Le père Grandet regardait alternativement l’acte et sa fille, sa fille et l’acte, en éprouvant de si violentes émotions qu’il s’essuya quelques gouttes de sueur venues sur son front.

— Fifille, dit-il, au lieu de signer cet acte qui coûtera gros à faire enregistrer, si tu voulais renoncer purement et simplement à la succession de ta pauvre chère mère défunte, et t’en rapporter à moi pour l’avenir, j’aimerais mieux ça. Je te ferais alors tous les mois une bonne grosse rente de cent francs. Vois, tu pourrais payer autant de messes que tu voudrais à ceux pour lesquels tu en fais dire… Hein ! cent francs par mois, en livres ?

— Je ferai tout ce qu’il vous plaira, mon père.

— Mademoiselle, dit le notaire, il est de mon devoir de vous faire observer que vous vous dépouillez…

— Eh ! mon Dieu, dit-elle, qu’est-ce que cela me fait ?

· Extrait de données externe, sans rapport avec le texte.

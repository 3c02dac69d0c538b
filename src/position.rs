//! Document positions and ranges.
//!
//! Lines and columns are 1-based; columns count bytes from the line
//! start. Column `line_length + 1` is the valid insertion point at the
//! end of a line.

use serde::{Deserialize, Serialize};
use std::cmp::Ordering;
use std::fmt;

/// A 1-based `(line, column)` position.
#[derive(Debug, Clone, Copy, PartialEq, Eq, Hash, Serialize, Deserialize)]
pub struct Position {
    pub line: usize,
    pub column: usize,
}

impl Position {
    pub fn new(line: usize, column: usize) -> Position {
        Position { line, column }
    }

    /// Strictly before `other` in document order.
    pub fn is_before(&self, other: &Position) -> bool {
        if self.line < other.line {
            return true;
        }
        self.line == other.line && self.column < other.column
    }

    pub fn is_before_or_equal(&self, other: &Position) -> bool {
        if self.line < other.line {
            return true;
        }
        self.line == other.line && self.column <= other.column
    }
}

impl fmt::Display for Position {
    fn fmt(&self, f: &mut fmt::Formatter<'_>) -> fmt::Result {
        write!(f, "({},{})", self.line, self.column)
    }
}

/// A `[start, end)` span between two positions. `start` must not come
/// after `end`; an equal pair is an empty range (a caret).
#[derive(Debug, Clone, Copy, PartialEq, Eq, Hash, Serialize, Deserialize)]
pub struct Range {
    pub start_line: usize,
    pub start_column: usize,
    pub end_line: usize,
    pub end_column: usize,
}

impl Range {
    pub fn new(start_line: usize, start_column: usize, end_line: usize, end_column: usize) -> Range {
        Range {
            start_line,
            start_column,
            end_line,
            end_column,
        }
    }

    pub fn from_positions(start: Position, end: Position) -> Range {
        Range::new(start.line, start.column, end.line, end.column)
    }

    pub fn start_position(&self) -> Position {
        Position::new(self.start_line, self.start_column)
    }

    pub fn end_position(&self) -> Position {
        Position::new(self.end_line, self.end_column)
    }

    pub fn is_empty(&self) -> bool {
        self.start_line == self.end_line && self.start_column == self.end_column
    }

    /// Total order by end position, then start position. Batch edits are
    /// sorted with this so equal ends tie-break deterministically.
    pub fn compare_using_ends(a: &Range, b: &Range) -> Ordering {
        a.end_line
            .cmp(&b.end_line)
            .then(a.end_column.cmp(&b.end_column))
            .then(a.start_line.cmp(&b.start_line))
            .then(a.start_column.cmp(&b.start_column))
    }
}

impl fmt::Display for Range {
    fn fmt(&self, f: &mut fmt::Formatter<'_>) -> fmt::Result {
        write!(
            f,
            "[{},{} -> {},{}]",
            self.start_line, self.start_column, self.end_line, self.end_column
        )
    }
}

— Tais-toi, Cruchot. C’est dit, c’est dit, s’écria Grandet en prenant la main de sa fille et y frappant avec la sienne. Eugénie, tu ne te dédiras point, tu es une honnête fille, hein ?

— Oh ! mon père ?…

Il l’embrassa avec effusion, la serra dans ses bras à l’étouffer.

— Va, mon enfant, tu donnes la vie à ton père ; mais tu lui rends ce qu’il t’a donné : nous sommes quittes. Voilà comment doivent se faire les affaires. La vie est une affaire. Je te bénis ! Tu es une vertueuse fille, qui aime bien son papa. Fais ce que tu voudras maintenant. À demain donc, Cruchot, dit-il en regardant le notaire épouvanté. Vous verrez à bien préparer l’acte de renonciation au greffe du tribunal.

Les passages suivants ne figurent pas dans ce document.